Your goal:
Type again, exactly, the lines below from the start through the line that includes "let key = field.key();".

(Dataset entries)
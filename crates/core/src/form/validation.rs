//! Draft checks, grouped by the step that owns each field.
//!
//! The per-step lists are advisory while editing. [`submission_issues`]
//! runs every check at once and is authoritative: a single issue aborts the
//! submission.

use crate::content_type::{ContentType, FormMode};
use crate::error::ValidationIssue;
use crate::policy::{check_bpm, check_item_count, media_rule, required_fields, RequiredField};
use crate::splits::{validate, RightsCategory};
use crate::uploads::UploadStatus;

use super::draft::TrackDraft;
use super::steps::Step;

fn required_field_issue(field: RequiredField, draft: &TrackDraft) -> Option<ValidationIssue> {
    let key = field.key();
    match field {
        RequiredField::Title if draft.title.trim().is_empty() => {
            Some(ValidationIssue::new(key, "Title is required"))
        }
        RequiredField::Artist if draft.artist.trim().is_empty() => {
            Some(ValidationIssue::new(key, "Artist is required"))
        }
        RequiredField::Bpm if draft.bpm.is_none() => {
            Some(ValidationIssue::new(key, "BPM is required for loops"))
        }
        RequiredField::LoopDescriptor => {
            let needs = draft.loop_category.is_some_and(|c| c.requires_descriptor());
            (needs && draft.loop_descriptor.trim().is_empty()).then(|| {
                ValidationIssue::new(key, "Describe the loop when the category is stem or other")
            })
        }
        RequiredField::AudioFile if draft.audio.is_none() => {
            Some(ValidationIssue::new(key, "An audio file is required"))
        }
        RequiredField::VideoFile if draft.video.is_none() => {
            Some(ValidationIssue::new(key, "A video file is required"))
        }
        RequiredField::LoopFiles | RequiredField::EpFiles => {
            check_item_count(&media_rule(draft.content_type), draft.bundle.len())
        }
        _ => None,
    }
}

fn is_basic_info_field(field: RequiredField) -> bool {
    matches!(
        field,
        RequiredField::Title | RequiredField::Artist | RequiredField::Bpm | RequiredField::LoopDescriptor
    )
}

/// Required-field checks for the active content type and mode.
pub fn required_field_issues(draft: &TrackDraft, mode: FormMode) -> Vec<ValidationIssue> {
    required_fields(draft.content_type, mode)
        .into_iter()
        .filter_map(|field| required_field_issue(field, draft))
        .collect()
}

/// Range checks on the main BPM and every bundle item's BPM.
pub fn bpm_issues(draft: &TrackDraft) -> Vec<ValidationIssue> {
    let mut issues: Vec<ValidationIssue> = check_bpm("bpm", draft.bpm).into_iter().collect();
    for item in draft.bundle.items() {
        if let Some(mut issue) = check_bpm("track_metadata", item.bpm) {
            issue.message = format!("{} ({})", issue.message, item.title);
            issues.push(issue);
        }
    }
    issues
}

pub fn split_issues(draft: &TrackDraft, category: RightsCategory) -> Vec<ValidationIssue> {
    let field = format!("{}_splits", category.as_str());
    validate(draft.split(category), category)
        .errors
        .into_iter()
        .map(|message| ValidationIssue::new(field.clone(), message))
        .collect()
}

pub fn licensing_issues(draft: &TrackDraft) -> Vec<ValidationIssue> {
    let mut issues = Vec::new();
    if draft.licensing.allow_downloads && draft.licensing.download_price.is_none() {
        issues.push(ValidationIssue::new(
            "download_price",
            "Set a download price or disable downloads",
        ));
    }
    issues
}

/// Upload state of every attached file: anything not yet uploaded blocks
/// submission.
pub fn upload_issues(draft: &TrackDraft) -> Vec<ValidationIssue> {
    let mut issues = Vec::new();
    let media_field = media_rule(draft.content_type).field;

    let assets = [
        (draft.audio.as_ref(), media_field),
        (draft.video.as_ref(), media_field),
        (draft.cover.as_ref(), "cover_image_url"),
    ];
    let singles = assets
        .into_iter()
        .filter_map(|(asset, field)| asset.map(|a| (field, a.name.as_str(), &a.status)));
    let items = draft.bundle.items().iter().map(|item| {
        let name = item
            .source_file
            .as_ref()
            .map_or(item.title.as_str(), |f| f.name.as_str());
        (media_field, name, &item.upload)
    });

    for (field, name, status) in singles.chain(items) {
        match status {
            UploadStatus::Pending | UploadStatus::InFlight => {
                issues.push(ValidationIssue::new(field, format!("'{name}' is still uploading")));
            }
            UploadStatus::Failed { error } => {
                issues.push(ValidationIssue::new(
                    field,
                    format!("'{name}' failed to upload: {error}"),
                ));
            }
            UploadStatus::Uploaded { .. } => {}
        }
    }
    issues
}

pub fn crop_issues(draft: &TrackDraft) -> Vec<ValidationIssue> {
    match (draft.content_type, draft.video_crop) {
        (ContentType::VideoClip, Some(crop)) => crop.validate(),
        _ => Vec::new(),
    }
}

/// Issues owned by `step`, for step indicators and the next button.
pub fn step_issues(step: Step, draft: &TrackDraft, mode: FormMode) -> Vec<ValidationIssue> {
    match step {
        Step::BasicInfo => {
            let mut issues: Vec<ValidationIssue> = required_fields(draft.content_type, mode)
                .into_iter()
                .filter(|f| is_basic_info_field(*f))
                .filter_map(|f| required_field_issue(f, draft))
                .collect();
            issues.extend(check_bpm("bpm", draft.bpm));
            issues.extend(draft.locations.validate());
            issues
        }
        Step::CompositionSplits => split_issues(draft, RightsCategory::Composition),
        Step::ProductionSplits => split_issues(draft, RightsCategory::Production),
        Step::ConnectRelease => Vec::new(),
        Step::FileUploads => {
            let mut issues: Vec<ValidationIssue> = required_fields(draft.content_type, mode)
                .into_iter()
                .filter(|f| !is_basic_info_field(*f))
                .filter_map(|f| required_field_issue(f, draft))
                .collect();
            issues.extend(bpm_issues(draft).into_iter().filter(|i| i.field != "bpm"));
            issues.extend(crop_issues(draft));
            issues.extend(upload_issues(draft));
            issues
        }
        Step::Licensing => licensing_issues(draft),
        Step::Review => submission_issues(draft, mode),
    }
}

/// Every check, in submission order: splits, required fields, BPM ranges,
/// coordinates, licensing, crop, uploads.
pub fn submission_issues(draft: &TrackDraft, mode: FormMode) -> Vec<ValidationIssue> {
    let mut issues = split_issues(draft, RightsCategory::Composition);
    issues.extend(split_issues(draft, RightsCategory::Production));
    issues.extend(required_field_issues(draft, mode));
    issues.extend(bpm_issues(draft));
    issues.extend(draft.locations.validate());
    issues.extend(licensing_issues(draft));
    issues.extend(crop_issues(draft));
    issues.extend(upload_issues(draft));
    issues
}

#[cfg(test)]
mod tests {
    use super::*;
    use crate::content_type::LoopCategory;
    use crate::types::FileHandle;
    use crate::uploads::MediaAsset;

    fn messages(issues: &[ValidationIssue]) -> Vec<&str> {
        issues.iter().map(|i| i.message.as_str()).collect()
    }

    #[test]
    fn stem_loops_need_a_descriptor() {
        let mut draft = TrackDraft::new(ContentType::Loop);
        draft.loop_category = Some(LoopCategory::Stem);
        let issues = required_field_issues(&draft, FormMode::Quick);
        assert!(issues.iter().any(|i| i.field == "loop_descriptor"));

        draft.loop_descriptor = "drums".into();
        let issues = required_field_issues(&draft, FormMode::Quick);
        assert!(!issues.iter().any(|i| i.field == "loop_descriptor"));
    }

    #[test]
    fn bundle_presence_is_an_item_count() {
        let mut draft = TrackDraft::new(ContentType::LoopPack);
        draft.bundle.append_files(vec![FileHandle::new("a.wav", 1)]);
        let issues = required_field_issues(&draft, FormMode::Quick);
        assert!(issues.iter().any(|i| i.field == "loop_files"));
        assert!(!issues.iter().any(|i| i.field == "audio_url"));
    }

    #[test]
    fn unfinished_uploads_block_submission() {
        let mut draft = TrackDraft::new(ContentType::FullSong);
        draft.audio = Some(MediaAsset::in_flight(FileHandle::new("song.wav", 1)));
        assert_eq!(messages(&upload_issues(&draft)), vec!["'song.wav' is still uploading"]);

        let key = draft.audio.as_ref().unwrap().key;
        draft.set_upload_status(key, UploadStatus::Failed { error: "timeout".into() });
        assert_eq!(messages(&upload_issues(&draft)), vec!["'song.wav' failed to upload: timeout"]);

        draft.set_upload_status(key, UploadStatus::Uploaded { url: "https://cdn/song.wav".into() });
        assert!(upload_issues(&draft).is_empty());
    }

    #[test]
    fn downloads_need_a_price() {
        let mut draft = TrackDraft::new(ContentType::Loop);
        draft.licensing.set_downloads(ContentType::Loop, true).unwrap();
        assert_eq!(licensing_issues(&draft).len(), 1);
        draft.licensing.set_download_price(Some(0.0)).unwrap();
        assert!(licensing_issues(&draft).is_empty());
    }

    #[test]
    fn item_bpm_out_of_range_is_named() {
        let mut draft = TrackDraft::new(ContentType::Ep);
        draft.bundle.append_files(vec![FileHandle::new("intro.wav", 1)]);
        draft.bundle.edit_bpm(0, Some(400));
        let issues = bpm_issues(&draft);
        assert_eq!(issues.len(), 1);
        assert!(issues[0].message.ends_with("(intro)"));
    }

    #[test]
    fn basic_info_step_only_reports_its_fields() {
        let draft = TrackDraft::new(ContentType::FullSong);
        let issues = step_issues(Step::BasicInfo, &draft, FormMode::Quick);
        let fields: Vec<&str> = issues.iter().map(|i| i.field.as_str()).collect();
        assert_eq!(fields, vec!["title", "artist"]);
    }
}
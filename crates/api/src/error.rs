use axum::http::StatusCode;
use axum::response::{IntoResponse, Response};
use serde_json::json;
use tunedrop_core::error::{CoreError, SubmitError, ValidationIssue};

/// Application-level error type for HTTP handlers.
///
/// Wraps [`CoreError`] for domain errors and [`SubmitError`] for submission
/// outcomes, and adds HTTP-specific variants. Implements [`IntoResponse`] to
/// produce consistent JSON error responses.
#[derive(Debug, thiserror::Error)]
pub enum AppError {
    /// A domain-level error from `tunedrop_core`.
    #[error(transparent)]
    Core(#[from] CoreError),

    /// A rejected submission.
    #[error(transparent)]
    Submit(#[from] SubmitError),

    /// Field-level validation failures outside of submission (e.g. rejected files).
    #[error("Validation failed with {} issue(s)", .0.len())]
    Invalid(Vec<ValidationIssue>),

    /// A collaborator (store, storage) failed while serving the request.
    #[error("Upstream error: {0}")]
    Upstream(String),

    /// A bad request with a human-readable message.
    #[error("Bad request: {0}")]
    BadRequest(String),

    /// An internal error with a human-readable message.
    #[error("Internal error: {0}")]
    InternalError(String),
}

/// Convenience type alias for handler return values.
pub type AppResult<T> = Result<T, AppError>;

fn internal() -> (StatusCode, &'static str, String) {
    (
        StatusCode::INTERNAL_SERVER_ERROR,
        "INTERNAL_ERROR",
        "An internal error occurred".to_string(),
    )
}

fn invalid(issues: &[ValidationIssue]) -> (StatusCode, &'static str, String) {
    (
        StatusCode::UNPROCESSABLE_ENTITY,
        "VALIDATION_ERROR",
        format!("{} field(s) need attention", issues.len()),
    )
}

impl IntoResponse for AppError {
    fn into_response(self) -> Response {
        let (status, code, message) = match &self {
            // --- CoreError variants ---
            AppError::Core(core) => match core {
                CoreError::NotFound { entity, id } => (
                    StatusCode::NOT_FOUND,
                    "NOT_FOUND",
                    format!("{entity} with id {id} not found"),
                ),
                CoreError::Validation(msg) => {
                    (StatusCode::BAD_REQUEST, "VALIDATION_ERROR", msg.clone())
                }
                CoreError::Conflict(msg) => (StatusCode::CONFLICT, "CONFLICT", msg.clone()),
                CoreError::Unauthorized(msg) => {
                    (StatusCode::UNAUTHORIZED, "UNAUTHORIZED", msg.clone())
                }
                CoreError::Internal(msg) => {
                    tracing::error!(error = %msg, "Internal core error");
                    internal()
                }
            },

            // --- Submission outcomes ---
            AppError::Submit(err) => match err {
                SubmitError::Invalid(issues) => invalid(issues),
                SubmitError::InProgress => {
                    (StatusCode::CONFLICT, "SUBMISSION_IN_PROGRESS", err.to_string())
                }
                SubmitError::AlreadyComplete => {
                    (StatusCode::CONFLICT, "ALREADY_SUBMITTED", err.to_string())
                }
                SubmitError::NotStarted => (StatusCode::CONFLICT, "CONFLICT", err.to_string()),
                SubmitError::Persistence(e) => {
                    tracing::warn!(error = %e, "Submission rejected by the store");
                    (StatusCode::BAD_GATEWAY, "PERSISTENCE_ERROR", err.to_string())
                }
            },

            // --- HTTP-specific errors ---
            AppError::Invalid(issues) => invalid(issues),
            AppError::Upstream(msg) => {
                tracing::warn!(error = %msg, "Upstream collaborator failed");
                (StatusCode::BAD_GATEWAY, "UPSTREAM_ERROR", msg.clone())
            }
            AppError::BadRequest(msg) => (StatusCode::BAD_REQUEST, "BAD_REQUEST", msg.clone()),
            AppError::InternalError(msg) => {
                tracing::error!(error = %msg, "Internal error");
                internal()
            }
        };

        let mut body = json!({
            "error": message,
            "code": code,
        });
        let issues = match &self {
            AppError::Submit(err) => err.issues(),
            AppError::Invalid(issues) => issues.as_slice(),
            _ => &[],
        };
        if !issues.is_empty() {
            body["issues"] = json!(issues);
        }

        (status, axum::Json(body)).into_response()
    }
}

Output of the task:
filename crates/core/src/form/validation.rs
//! Draft checks, grouped by the step that owns each field.
//!
//! The per-step lists are advisory while editing. [`submission_issues`]
//! runs every check at once and is authoritative: a single issue aborts the
//! submission.

use crate::content_type::{ContentType, FormMode};
use crate::error::ValidationIssue;
use crate::policy::{check_bpm, check_item_count, media_rule, required_fields, RequiredField};
use crate::splits::{validate, RightsCategory};
use crate::uploads::UploadStatus;

use super::draft::TrackDraft;
use super::steps::Step;

fn required_field_issue(field: RequiredField, draft: &TrackDraft) -> Option<ValidationIssue> {
    let key = field.key();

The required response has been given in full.